Император и ребе, том 2 - Залман Шнеур
Реб Шнеур-Залман предостерегал их и от слов реб Нахмана Брацлавского,[297] который незадолго до своей кончины вплел «нечестивца Наполеона» в одну свою волшебную сказку о царском сыне и простом юноше, которых поменяли местами, когда они были еще малышами… А вывод реб Нахман сделал такой: хотя Наполеон происходит из простых людей, он, тем не менее, по своим душевным основаниям царский сын. И корона была дана ему самим Царем, царящим над всеми царями…
Реб Шнеур-Залман предостерегал также и от коженицкого проповедника,[298] который, если верить рассказам, молился за окончательную победу «нечестивца Наполеона» над Россией и верил, что Наполеон послан свыше, чтобы покорить сильных и побить гордых, унизить возвысившихся и вознести униженных. И что все это ускорит наступление Избавления народа Израиля…
Реб Шнеур-Залман предостерегал своих приверженцев и от люблинского «провидца»,[299] который «торопил конец Изгнания» и присоединял к своим молитвам молитву за победу Наполеона, потому что видел в этом начало времен войн Гога и Магога…

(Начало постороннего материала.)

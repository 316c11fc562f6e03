//! Kind descriptors for diagnostics.

use std::fmt;

#[cfg(feature = "serde")]
use serde::{Deserialize, Serialize};

/// The kind of a value, used to describe what an operation expected or got.
#[derive(Copy, Clone, Debug, PartialEq, Eq, Hash)]
#[cfg_attr(feature = "serde", derive(Serialize, Deserialize))]
pub enum ValueKind {
    /// The nil value (null or undefined).
    Nil,
    /// Boolean.
    Bool,
    /// 64-bit signed integer.
    Int,
    /// 64-bit floating point.
    Float,
    /// String.
    String,
    /// Ordered sequence container.
    Sequence,
    /// Keyed map container.
    Map,
    /// Plain record with named fields.
    Record,
    /// Class instance.
    Instance,
    /// Tracking wrapper over another container.
    Tracked,
}

impl ValueKind {
    /// Returns true for kinds that are heap containers.
    #[must_use]
    pub const fn is_container(self) -> bool {
        matches!(
            self,
            Self::Sequence | Self::Map | Self::Record | Self::Instance
        )
    }
}

impl fmt::Display for ValueKind {
    fn fmt(&self, f: &mut fmt::Formatter<'_>) -> fmt::Result {
        let name = match self {
            Self::Nil => "nil",
            Self::Bool => "bool",
            Self::Int => "int",
            Self::Float => "float",
            Self::String => "string",
            Self::Sequence => "sequence",
            Self::Map => "map",
            Self::Record => "record",
            Self::Instance => "instance",
            Self::Tracked => "tracked",
        };
        write!(f, "{name}")
    }
}
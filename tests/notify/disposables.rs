//! Integration tests for Disposable and DisposableCollection

use std::cell::Cell;
use std::rc::Rc;

use vigil_notify::{Disposable, DisposableCollection};

fn counting() -> (Rc<Cell<u32>>, Disposable) {
    let count = Rc::new(Cell::new(0));
    let c = Rc::clone(&count);
    (count, Disposable::new(move || c.set(c.get() + 1)))
}

#[test]
fn dispose_runs_once() {
    let (count, d) = counting();
    assert!(!d.is_disposed());
    d.dispose();
    d.dispose();
    assert_eq!(count.get(), 1);
    assert!(d.is_disposed());
}

#[test]
fn drop_does_not_dispose() {
    let (count, d) = counting();
    drop(d);
    assert_eq!(count.get(), 0);
}

#[test]
fn noop_is_harmless() {
    let d = Disposable::noop();
    d.dispose();
    d.dispose();
}

#[test]
fn collection_disposes_everything_once() {
    let bag = DisposableCollection::new();
    let (a, da) = counting();
    let (b, db) = counting();
    bag.push(da);
    bag.push(db);
    assert_eq!(bag.len(), 2);

    bag.dispose();
    bag.dispose();
    assert_eq!((a.get(), b.get()), (1, 1));
    assert!(bag.is_empty());
}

А свои предостережения реб Шнеур-Залман не раз заканчивал так:
— Говорю вам, что если Наполеон не будет слишком высокомерен, если он не сделает глупости и не пойдет дальше в глубь России, то может случиться так, что он закрепится и останется в Польше. Но если нет — это станет большой бедой для евреев. Тогда, не дай Бог, никто не останется при своем еврействе и при своем достоянии. Потому что Наполеон — это противоположность милосердия и добра… Но я уверен, что, с Божьей помощью, он недолго продержится. «Мера милосердия» перевесит «меру справедливости». Как сказано, «ибо велика Его милость к нам»,[300] что может быть переведено со священного языка и как «ибо милость Его победила нас»…
3
Понятно, что подобные воодушевленные речи о «милосердном царе» Александре и жесткие слова против «нечестивца Наполеона» не могли сохраниться в тайне среди лядских хасидов и в окрестных еврейских местечках. Довольно быстро об этом стало известно даже среди русских военных, которые стояли в то время с полковым резервом в Борисове. В великом «рабине», сидевшем в близлежащих Лядах и руководившем еврейским населением, они увидели важного российского патриота, которого следовало высоко ценить и уважать. Особенно в такое беспокойное время, когда враг близок, и неизвестно, кто тут, в этом наполовину польском, слабо русифицированном населении Белоруссии, враг, а кто — настоящий друг…
И начальники борисовского полка, генерал-майор Ульянов и полковник Небрасский, просили известить великого «рабина» об их уважении и пообещали ему помощь и защиту, когда они ему потребуются. Пока что — так они сообщили ему — дорога во внутренние губернии открыта. Но когда остающаяся пока свободной дорога на Можайск и Москву окажется под угрозой, его предупредят, чтобы он заблаговременно уехал.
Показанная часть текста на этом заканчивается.